Whey vs Casein Protein Powder: Which is Better?

UK Fitness Pro
UK Fitness Pro
· 16 min read
An image representing whey and casein proteins

The Mayo Clinic suggests that those who lift weights regularly or who are training for an endurance event should aim to consume 1.2–1.7 grams of protein per kilogram of body weight each day. As getting so much protein from real foods can be challenging, whey and casein protein powders are widely used for those looking to increase their protein intake and enhance their muscle growth and recovery following endurance or resistance training. Below, we look at the scientific evidence to explore their similarities and differences in terms of their amino acid levels, speed of digestion, and potential for supporting muscle building and recovery, as well as overall health. 

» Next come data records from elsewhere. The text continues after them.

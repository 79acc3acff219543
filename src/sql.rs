//! Main module for sqlreflow functionality

pub mod dialect;
pub mod errors;
pub mod lexer;
pub mod markers;
pub mod parser;
pub mod pipeline;
pub mod reflow;
pub mod segments;
pub mod templated;
pub mod testing;

pub use dialect::{Dialect, DialectRegistry};
pub use errors::{CompileError, ReflowError, SqlParseError, TemplateError};
pub use parser::{ParseDiagnostic, ParsedFile, Parser, ParserConfig};
pub use pipeline::{Pipeline, PipelineError, ReindentOutcome};
pub use segments::{Segment, SyntaxKind, SyntaxSet};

Where Do Whey and Casein Protein Powders Come From?

Whey and casein protein powders both originate from cow's milk. Whey protein is derived from the liquid by-product of cheese production and is separated from the casein content during this process. Casein protein, conversely, is extracted directly from milk and represents the majority of its protein content, being the primary protein found in milk and cheese products.

Amino Acid Profiles

As shown in Figure 1, both whey and casein proteins contain all of the main amino acids, including all essential amino acids and all branch-chain amino acids (1; BCAAs), so both are complete proteins. With respect to the BCAAs, whey protein has 40% more leucine but 18% less isoleucine and 31% less valine than casein protein. Regarding the other essential amino acids, whey protein has 23% more lysine and over double the tryptophan but 43% less histidine, 12% less methionine, 31% less phenylalanine, and 2% less threonine than casein protein. 

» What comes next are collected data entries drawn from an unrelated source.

//! Spacing between neighbouring blocks
//!
//! A point is respaced from the constraints of the blocks either side of it:
//! the previous block's `spacing_after`, the next block's `spacing_before` and
//! the `spacing_within` of their closest common parent. Line breaks are left
//! to reindent and rebreak; here they only decide whether trailing whitespace
//! has to go.

use super::config::{Spacing, SpacingRule};
use super::elements::ReflowBlock;
use crate::sql::segments::{EditType, LintFix, Segment, SyntaxKind};

/// Which block a freshly inserted space is anchored to when neither side is
/// an insertion already.
#[derive(Debug, Clone, Copy, PartialEq, Eq, Default)]
pub enum InsertAnchor {
    /// Created after the last segment of the previous block.
    #[default]
    Previous,
    /// Created before the first segment of the next block.
    Next,
}

/// Constraints either side of a point, and whether line breaks in it should
/// be removed.
pub fn determine_constraints(
    prev_block: Option<&ReflowBlock>,
    next_block: Option<&ReflowBlock>,
    strip_newlines: bool,
) -> (Spacing, Spacing, bool) {
    let pre_rule = prev_block.map_or(SpacingRule::SINGLE, |block| block.spacing_after);
    let post_rule = next_block.map_or(SpacingRule::SINGLE, |block| block.spacing_before);
    let mut strip_newlines = strip_newlines || pre_rule.inline || post_rule.inline;
    let (mut pre, mut post) = (pre_rule.spacing, post_rule.spacing);

    let within = match (prev_block, next_block) {
        (Some(prev), Some(next)) => {
            // Only the closest common parent is consulted.
            let common = prev.depth_info.common_depth(&next.depth_info);
            common
                .checked_sub(1)
                .and_then(|idx| prev.stack_spacing_configs.get(&prev.depth_info.stack_hashes[idx]))
                .copied()
        }
        _ => None,
    };
    if let Some(within) = within {
        strip_newlines |= within.inline;
        match within.spacing {
            Spacing::Touch => {
                if pre != Spacing::Any {
                    pre = Spacing::Touch;
                }
                if post != Spacing::Any {
                    post = Spacing::Touch;
                }
            }
            Spacing::Any => {
                pre = Spacing::Any;
                post = Spacing::Any;
            }
            Spacing::Single => {}
        }
    }
    (pre, post, strip_newlines)
}

/// Remove trailing and duplicate whitespace (and line breaks when
/// `strip_newlines`), returning what is left, the whitespace that now
/// separates the neighbours and the deletions.
pub fn process_spacing(
    segments: &[Segment],
    strip_newlines: bool,
) -> (Vec<Segment>, Option<Segment>, Vec<LintFix>) {
    let mut removed: Vec<Segment> = Vec::new();
    let mut last_whitespace: Vec<Segment> = Vec::new();

    for seg in segments {
        if seg.is_type(SyntaxKind::Whitespace) {
            last_whitespace.push(seg.clone());
        } else if seg.is_type(SyntaxKind::Newline) {
            if seg.position().is_some_and(|pos| !pos.is_literal()) {
                log::debug!(target: "sqlreflow::reflow", "skipping templated newline {:?}", seg);
                last_whitespace.clear();
                continue;
            }
            if strip_newlines {
                log::debug!(target: "sqlreflow::reflow", "stripping newline {:?}", seg);
                removed.push(seg.clone());
                continue;
            }
            if !last_whitespace.is_empty() {
                log::debug!(target: "sqlreflow::reflow", "stripping trailing whitespace");
                removed.append(&mut last_whitespace);
            }
        }
    }

    // Runs of whitespace are what's left after removals; the first is kept.
    if last_whitespace.len() >= 2 {
        log::debug!(target: "sqlreflow::reflow", "removing adjoining whitespace");
        removed.extend(last_whitespace.drain(1..));
    }

    let buffer = segments
        .iter()
        .filter(|seg| !removed.iter().any(|gone| gone.ptr_eq(seg)))
        .cloned()
        .collect();
    let fixes = removed.into_iter().map(LintFix::delete).collect();
    (buffer, last_whitespace.into_iter().next(), fixes)
}

/// Inline point that has whitespace: make it fit the constraints.
pub fn handle_respace_inline_with_space(
    pre_constraint: Spacing,
    post_constraint: Spacing,
    mut segment_buffer: Vec<Segment>,
    last_whitespace: &Segment,
) -> (Vec<Segment>, Vec<LintFix>) {
    if pre_constraint == Spacing::Any || post_constraint == Spacing::Any {
        return (segment_buffer, Vec::new());
    }
    let Some(ws_idx) = segment_buffer.iter().position(|seg| seg.ptr_eq(last_whitespace)) else {
        return (segment_buffer, Vec::new());
    };

    if pre_constraint == Spacing::Touch || post_constraint == Spacing::Touch {
        segment_buffer.remove(ws_idx);
        return (segment_buffer, vec![LintFix::delete(last_whitespace.clone())]);
    }

    if last_whitespace.raw() == " " {
        return (segment_buffer, Vec::new());
    }
    let single = last_whitespace.edit(" ");
    segment_buffer[ws_idx] = single.clone();
    (
        segment_buffer,
        vec![LintFix::replace(last_whitespace.clone(), vec![single])],
    )
}

/// Inline point with no whitespace: insert a single space when both sides
/// want one.
///
/// When a neighbour is itself being inserted by one of `fixes`, the space is
/// added to that fix instead of anchoring a new one on a segment that isn't
/// in the tree yet. Returns whether `fixes` changed.
pub fn handle_respace_inline_without_space(
    pre_constraint: Spacing,
    post_constraint: Spacing,
    prev_block: Option<&ReflowBlock>,
    next_block: Option<&ReflowBlock>,
    mut segment_buffer: Vec<Segment>,
    mut fixes: Vec<LintFix>,
    anchor: InsertAnchor,
) -> (Vec<Segment>, Vec<LintFix>, bool) {
    if pre_constraint != Spacing::Single || post_constraint != Spacing::Single {
        return (segment_buffer, fixes, false);
    }

    let added = Segment::whitespace(" ");

    let pending_edit = |target: &Segment| {
        fixes.iter().enumerate().find_map(|(fix_idx, fix)| {
            let in_edit = matches!(
                fix.edit_type,
                EditType::CreateBefore | EditType::CreateAfter | EditType::Replace
            );
            let pos = fix.edit.iter().position(|seg| seg.ptr_eq(target))?;
            in_edit.then_some((fix_idx, pos))
        })
    };
    let existing = prev_block
        .and_then(|prev| pending_edit(prev.segment()).map(|(fix_idx, pos)| (fix_idx, pos + 1)))
        .or_else(|| next_block.and_then(|next| pending_edit(next.segment())));
    if let Some((fix_idx, pos)) = existing {
        log::debug!(target: "sqlreflow::reflow", "adding space to pending insertion {}", fix_idx);
        fixes[fix_idx].edit.insert(pos, added.clone());
        segment_buffer.push(added);
        return (segment_buffer, fixes, true);
    }

    let fix = match (prev_block, next_block, anchor) {
        (Some(prev), _, InsertAnchor::Previous) | (Some(prev), None, InsertAnchor::Next) => {
            LintFix::create_after(prev.segment().clone(), vec![added.clone()])
        }
        (_, Some(next), _) => LintFix::create_before(next.segment().clone(), vec![added.clone()]),
        (None, None, _) => return (segment_buffer, fixes, false),
    };
    log::debug!(target: "sqlreflow::reflow", "inserting single space ({:?})", fix.edit_type);
    segment_buffer.push(added);
    fixes.push(fix);
    (segment_buffer, fixes, true)
}

#[cfg(test)]
mod tests {
    use super::*;
    use crate::sql::reflow::{DepthInfo, ReflowConfig};

    fn block(kind: SyntaxKind, raw: &str) -> ReflowBlock {
        ReflowBlock::from_config(
            Segment::token(kind, raw, None),
            &ReflowConfig::default(),
            DepthInfo::default(),
        )
    }

    #[test]
    fn test_constraints_from_neighbours() {
        let word = block(SyntaxKind::NakedIdentifier, "a");
        let comma = block(SyntaxKind::Comma, ",");
        let comment = block(SyntaxKind::InlineComment, "-- c");

        assert_eq!(
            determine_constraints(Some(&word), Some(&comma), false),
            (Spacing::Single, Spacing::Touch, false)
        );
        assert_eq!(
            determine_constraints(Some(&comma), Some(&comment), false),
            (Spacing::Single, Spacing::Any, false)
        );
        assert_eq!(
            determine_constraints(None, None, true),
            (Spacing::Single, Spacing::Single, true)
        );
    }

    #[test]
    fn test_process_spacing_strips_trailing_and_duplicates() {
        let trailing = Segment::whitespace("  ");
        let newline = Segment::newline();
        let indent = Segment::whitespace("    ");
        let point = [trailing.clone(), newline.clone(), indent.clone()];
        let (buffer, last, fixes) = process_spacing(&point, false);
        assert_eq!(buffer.len(), 2);
        assert!(last.unwrap().ptr_eq(&indent));
        assert_eq!(fixes.len(), 1);
        assert!(fixes[0].anchor.ptr_eq(&trailing));

        let (buffer, last, fixes) = process_spacing(&[trailing.clone(), newline, indent], true);
        assert_eq!(buffer.len(), 1);
        assert!(last.unwrap().ptr_eq(&trailing));
        assert_eq!(fixes.len(), 2);
        assert!(fixes.iter().all(|fix| fix.edit_type == EditType::Delete));
    }

    #[test]
    fn test_with_space_shrinks_or_removes() {
        let wide = Segment::whitespace("   ");
        let respace =
            |pre, post| handle_respace_inline_with_space(pre, post, vec![wide.clone()], &wide);

        let (buffer, fixes) = respace(Spacing::Single, Spacing::Single);
        assert_eq!(buffer[0].raw(), " ");
        assert_eq!(fixes[0].edit_type, EditType::Replace);

        let (buffer, fixes) = respace(Spacing::Single, Spacing::Touch);
        assert!(buffer.is_empty());
        assert_eq!(fixes[0].edit_type, EditType::Delete);

        let (buffer, fixes) = respace(Spacing::Any, Spacing::Touch);
        assert_eq!(buffer.len(), 1);
        assert!(fixes.is_empty());
    }

    #[test]
    fn test_without_space_joins_pending_insertion() {
        let prev = block(SyntaxKind::Keyword, "select");
        let next = block(SyntaxKind::NakedIdentifier, "a");

        let (buffer, fixes, edited) = handle_respace_inline_without_space(
            Spacing::Single,
            Spacing::Single,
            Some(&prev),
            Some(&next),
            Vec::new(),
            Vec::new(),
            InsertAnchor::Previous,
        );
        assert!(edited);
        assert_eq!(buffer.len(), 1);
        assert_eq!(fixes[0].edit_type, EditType::CreateAfter);
        assert!(fixes[0].anchor.ptr_eq(prev.segment()));

        let anchor = Segment::token(SyntaxKind::Keyword, "from", None);
        let pending = vec![LintFix::create_before(anchor, vec![next.segment().clone()])];
        let (_, fixes, edited) = handle_respace_inline_without_space(
            Spacing::Single,
            Spacing::Single,
            Some(&prev),
            Some(&next),
            Vec::new(),
            pending,
            InsertAnchor::Previous,
        );
        assert!(edited);
        assert_eq!(fixes.len(), 1);
        assert_eq!(fixes[0].edit_raw(), " a");

        let (_, fixes, edited) = handle_respace_inline_without_space(
            Spacing::Single,
            Spacing::Touch,
            Some(&prev),
            Some(&next),
            Vec::new(),
            Vec::new(),
            InsertAnchor::Next,
        );
        assert!(!edited);
        assert!(fixes.is_empty());
    }
}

Figure 1. Grams of Non-Essential, Essential*, and Branched-Chain** Amino Acids per 100 Grams of Whey and Casein Protein 

Graph showing the amino acid profiles of whey and casein proteins

Differences in Branched-Chain Amino Acids

What are the potential implications of these amino acid content differences between whey and casein proteins?

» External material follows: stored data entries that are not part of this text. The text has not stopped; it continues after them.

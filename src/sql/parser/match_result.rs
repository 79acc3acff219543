//! Match results
//!
//! A [`MatchResult`] records what a matcher recognized without building any
//! segments: a half-open [`Span`] over the root segment list, what to wrap
//! that span in, zero-width metas to insert and the already-resolved child
//! matches. [`MatchResult::apply`] realizes it as a tree once the whole file
//! has been matched.

use crate::sql::errors::{Location, SqlParseError};
use crate::sql::segments::{Segment, SyntaxKind};
use std::collections::BTreeMap;

#[derive(Debug, Clone, Copy, PartialEq, Eq, Default)]
pub struct Span {
    pub start: usize,
    pub end: usize,
}

impl Span {
    pub fn new(start: usize, end: usize) -> Self {
        Self { start, end }
    }

    pub fn len(&self) -> usize {
        self.end.saturating_sub(self.start)
    }

    pub fn is_empty(&self) -> bool {
        self.len() == 0
    }
}

/// What a matched span becomes when applied.
#[derive(Debug, Clone, PartialEq, Eq)]
pub enum Matched {
    /// Wrap the span in a composite of this kind.
    Kind(SyntaxKind),
    /// Retype the single raw segment in the span.
    Newtype(SyntaxKind),
    /// Wrap the span in an `unparsable` node.
    Unparsable { expected: String },
}

#[derive(Debug, Clone, PartialEq, Eq)]
pub struct MatchResult {
    pub span: Span,
    pub matched: Option<Matched>,
    pub insert_segments: Vec<(usize, SyntaxKind)>,
    pub child_matches: Vec<MatchResult>,
    /// False for empty matches and for results that contain unparsable
    /// regions.
    pub is_clean: bool,
}

impl Default for MatchResult {
    fn default() -> Self {
        Self {
            span: Span::default(),
            matched: None,
            insert_segments: Vec::new(),
            child_matches: Vec::new(),
            is_clean: true,
        }
    }
}

impl MatchResult {
    /// The failed match at `idx`. Always unclean.
    pub fn empty_at(idx: usize) -> Self {
        Self {
            span: Span::new(idx, idx),
            is_clean: false,
            ..Self::default()
        }
    }

    pub fn from_span(start: usize, end: usize) -> Self {
        Self {
            span: Span::new(start, end),
            ..Self::default()
        }
    }

    pub fn unparsable(start: usize, end: usize, expected: impl Into<String>) -> Self {
        Self {
            span: Span::new(start, end),
            matched: Some(Matched::Unparsable {
                expected: expected.into(),
            }),
            is_clean: false,
            ..Self::default()
        }
    }

    pub fn len(&self) -> usize {
        self.span.len()
    }

    pub fn is_empty(&self) -> bool {
        self.span.is_empty()
    }

    /// True when anything was matched, including zero-width inserts.
    pub fn has_match(&self) -> bool {
        !self.span.is_empty() || !self.insert_segments.is_empty()
    }

    /// Clean beats unclean, otherwise the longer match wins.
    pub fn is_better_than(&self, other: &MatchResult) -> bool {
        if self.is_clean && !other.is_clean {
            return true;
        }
        if other.is_clean && !self.is_clean {
            return false;
        }
        self.len() > other.len()
    }

    /// Combine with a match that starts at or after this one's end.
    pub fn append(self, other: MatchResult) -> MatchResult {
        if !self.has_match() {
            return other;
        }
        if !other.has_match() {
            return self;
        }

        let span = Span::new(self.span.start, other.span.end);
        let is_clean = self.is_clean && other.is_clean;
        let mut insert_segments = Vec::new();
        let mut child_matches = Vec::new();
        for result in [self, other] {
            if result.matched.is_some() {
                child_matches.push(result);
            } else {
                insert_segments.extend(result.insert_segments);
                child_matches.extend(result.child_matches);
            }
        }

        MatchResult {
            span,
            matched: None,
            insert_segments,
            child_matches,
            is_clean,
        }
    }

    /// Wrap this result in `outer`. Zero-length results are returned as they
    /// are: there is nothing to wrap.
    pub fn wrap(self, outer: Matched) -> MatchResult {
        if self.span.is_empty() {
            return self;
        }
        let is_clean = self.is_clean && !matches!(outer, Matched::Unparsable { .. });
        let span = self.span;
        let (insert_segments, child_matches) = if self.matched.is_some() {
            (Vec::new(), vec![self])
        } else {
            (self.insert_segments, self.child_matches)
        };

        MatchResult {
            span,
            matched: Some(outer),
            insert_segments,
            child_matches,
            is_clean,
        }
    }

    /// Realize the match against the segments it was computed over.
    ///
    /// Children and inserted metas are spliced in index order, every other
    /// segment in the span is carried over unchanged. Overlapping children
    /// are an engine fault.
    pub fn apply(&self, segments: &[Segment]) -> Result<Vec<Segment>, SqlParseError> {
        if self.span.end > segments.len() {
            return Err(internal(
                segments,
                self.span.start,
                format!(
                    "match {}..{} lies outside the {} segments it was applied to",
                    self.span.start,
                    self.span.end,
                    segments.len()
                ),
            ));
        }

        enum Trigger<'a> {
            Meta(SyntaxKind),
            Child(&'a MatchResult),
        }

        let mut triggers: BTreeMap<usize, Vec<Trigger<'_>>> = BTreeMap::new();
        for (idx, kind) in &self.insert_segments {
            triggers.entry(*idx).or_default().push(Trigger::Meta(*kind));
        }
        for child in &self.child_matches {
            triggers
                .entry(child.span.start)
                .or_default()
                .push(Trigger::Child(child));
        }

        let mut result = Vec::with_capacity(self.span.len());
        let mut max_idx = self.span.start;
        for (idx, group) in triggers {
            if idx > max_idx {
                result.extend_from_slice(&segments[max_idx..idx]);
                max_idx = idx;
            } else if idx < max_idx {
                return Err(internal(
                    segments,
                    idx,
                    format!(
                        "overlapping matches: index {} already consumed up to {}",
                        idx, max_idx
                    ),
                ));
            }
            for trigger in group {
                match trigger {
                    Trigger::Child(child) => {
                        if child.span.start < max_idx {
                            return Err(internal(
                                segments,
                                child.span.start,
                                "child match overlaps a previous child".to_string(),
                            ));
                        }
                        result.extend(child.apply(segments)?);
                        max_idx = child.span.end;
                    }
                    Trigger::Meta(kind) => {
                        let position = if idx < segments.len() {
                            segments[idx].position().map(|p| p.start_point_marker())
                        } else {
                            idx.checked_sub(1)
                                .and_then(|prev| segments[prev].position())
                                .map(|p| p.end_point_marker())
                        };
                        result.push(Segment::indent(kind, position, None));
                    }
                }
            }
        }
        if max_idx < self.span.end {
            result.extend_from_slice(&segments[max_idx..self.span.end]);
        }

        match &self.matched {
            None => Ok(result),
            Some(Matched::Kind(kind)) => Ok(vec![Segment::node(*kind, result)]),
            Some(Matched::Unparsable { expected }) => {
                Ok(vec![Segment::unparsable(result, expected.clone())])
            }
            Some(Matched::Newtype(kind)) => match result.as_slice() {
                [single] if single.is_raw() => Ok(vec![single.retyped(*kind)]),
                _ => Err(internal(
                    segments,
                    self.span.start,
                    format!("cannot retype {} segments as {}", result.len(), kind),
                )),
            },
        }
    }
}

fn internal(segments: &[Segment], idx: usize, description: String) -> SqlParseError {
    let location = segments
        .get(idx)
        .or_else(|| segments.last())
        .and_then(Segment::position)
        .map(Location::from)
        .unwrap_or_default();
    log::error!(target: "sqlreflow::parser", "{} at {}", description, location);
    SqlParseError::Internal {
        description,
        location,
    }
}

#[cfg(test)]
mod tests {
    use super::*;
    use crate::sql::lexer::lex;

    fn kinds(segments: &[Segment]) -> Vec<SyntaxKind> {
        segments.iter().map(Segment::kind).collect()
    }

    #[test]
    fn test_empty_match_is_unclean() {
        let empty = MatchResult::empty_at(3);
        assert!(!empty.is_clean);
        assert!(!empty.has_match());
        assert_eq!(empty.span, Span::new(3, 3));
        assert!(MatchResult::from_span(3, 3).is_better_than(&empty));
        assert!(MatchResult::from_span(0, 2).is_better_than(&MatchResult::from_span(0, 1)));
        assert!(!MatchResult::from_span(0, 1).is_better_than(&MatchResult::from_span(0, 1)));
    }

    #[test]
    fn test_append_flattens_unwrapped_results() {
        let first = MatchResult {
            span: Span::new(0, 1),
            insert_segments: vec![(1, SyntaxKind::Indent)],
            ..MatchResult::default()
        };
        let second = MatchResult::from_span(2, 3).wrap(Matched::Kind(SyntaxKind::Expression));
        let combined = first.append(second);
        assert_eq!(combined.span, Span::new(0, 3));
        assert_eq!(combined.insert_segments, vec![(1, SyntaxKind::Indent)]);
        assert_eq!(combined.child_matches.len(), 1);
        assert!(combined.matched.is_none());
        assert_eq!(MatchResult::empty_at(0).append(combined.clone()), combined);
    }

    #[test]
    fn test_wrap_keeps_matched_child() {
        let inner = MatchResult::from_span(0, 1).wrap(Matched::Newtype(SyntaxKind::Keyword));
        let outer = inner.clone().wrap(Matched::Kind(SyntaxKind::SelectClause));
        assert_eq!(outer.child_matches, vec![inner]);
        assert_eq!(
            MatchResult::empty_at(4).wrap(Matched::Kind(SyntaxKind::File)),
            MatchResult::empty_at(4)
        );
    }

    #[test]
    fn test_apply_builds_tree_with_metas() {
        let segments = lex("select 1").unwrap();
        let keyword = MatchResult::from_span(0, 1).wrap(Matched::Newtype(SyntaxKind::Keyword));
        let literal =
            MatchResult::from_span(2, 3).wrap(Matched::Kind(SyntaxKind::SelectClauseElement));
        let clause = MatchResult {
            span: Span::new(0, 3),
            insert_segments: vec![(1, SyntaxKind::Indent), (3, SyntaxKind::Dedent)],
            child_matches: vec![keyword, literal],
            ..MatchResult::default()
        }
        .wrap(Matched::Kind(SyntaxKind::SelectClause));

        let applied = clause.apply(&segments).unwrap();
        assert_eq!(applied.len(), 1);
        let tree = &applied[0];
        assert_eq!(tree.raw(), "select 1");
        assert_eq!(
            kinds(tree.segments()),
            vec![
                SyntaxKind::Keyword,
                SyntaxKind::Indent,
                SyntaxKind::Whitespace,
                SyntaxKind::SelectClauseElement,
                SyntaxKind::Dedent,
            ]
        );
        assert_eq!(tree.segments()[4].get_start_loc(), Some((1, 9)));
    }

    #[test]
    fn test_apply_rejects_overlaps() {
        let segments = lex("select 1").unwrap();
        let result = MatchResult {
            span: Span::new(0, 3),
            child_matches: vec![
                MatchResult::from_span(0, 2).wrap(Matched::Kind(SyntaxKind::Expression)),
                MatchResult::from_span(1, 3).wrap(Matched::Kind(SyntaxKind::Expression)),
            ],
            ..MatchResult::default()
        };
        assert!(matches!(result.apply(&segments), Err(SqlParseError::Internal { .. })));
    }

    #[test]
    fn test_newtype_needs_single_raw() {
        let segments = lex("select 1").unwrap();
        let result = MatchResult::from_span(0, 2).wrap(Matched::Newtype(SyntaxKind::Keyword));
        assert!(result.apply(&segments).is_err());
    }
}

  • Leucine: Leucine supplementation can lead to improvements in endurance and power (2). Therefore, the higher concentration of this amino acid in whey protein may be an advantage for those interested in these aspects of athletic performance. However, only small amounts of leucine (e.g., 3.5 grams per day for an 80-kilo individual) are required for such effects, and it's likely that someone supplementing with either whey protein powder or casein protein powder would receive enough since whey and casein proteins contain 11.6 and 8.3 grams of leucine per 100 grams (Figure 2). For instance, a large whey protein shake made from two 30-gram scoops of whey protein concentrate from Myprotein would provide 44 grams of protein, which would be expected to contain over 5 grams of leucine.

Figure 2. Grams of Leucine per 100 Grams of Whey and Casein Protein 

Graph showing the amount of leucine in whey and casein proteins
  • Isoleucine and Valine: There's little evidence that dietary supplements that only contain isoleucine or valine promote outcomes related to athletic performance (e.g., muscle strength). Reflective of this, BCAA supplements usually have more leucine than isoleucine or valine (e.g., 2:1:1 or 4:1:1 ratios). However, numerous studies provide evidence that supplements combining all of the BCAAs can provide benefits to athletes, such as increased endurance, power, and perceptual–motor skills. Given that both whey and casein proteins provide good amounts of all of the BCAAs, it's unlikely that any differences between the two in terms of the individual BCAA quantities would have substantial implications for your athleticism.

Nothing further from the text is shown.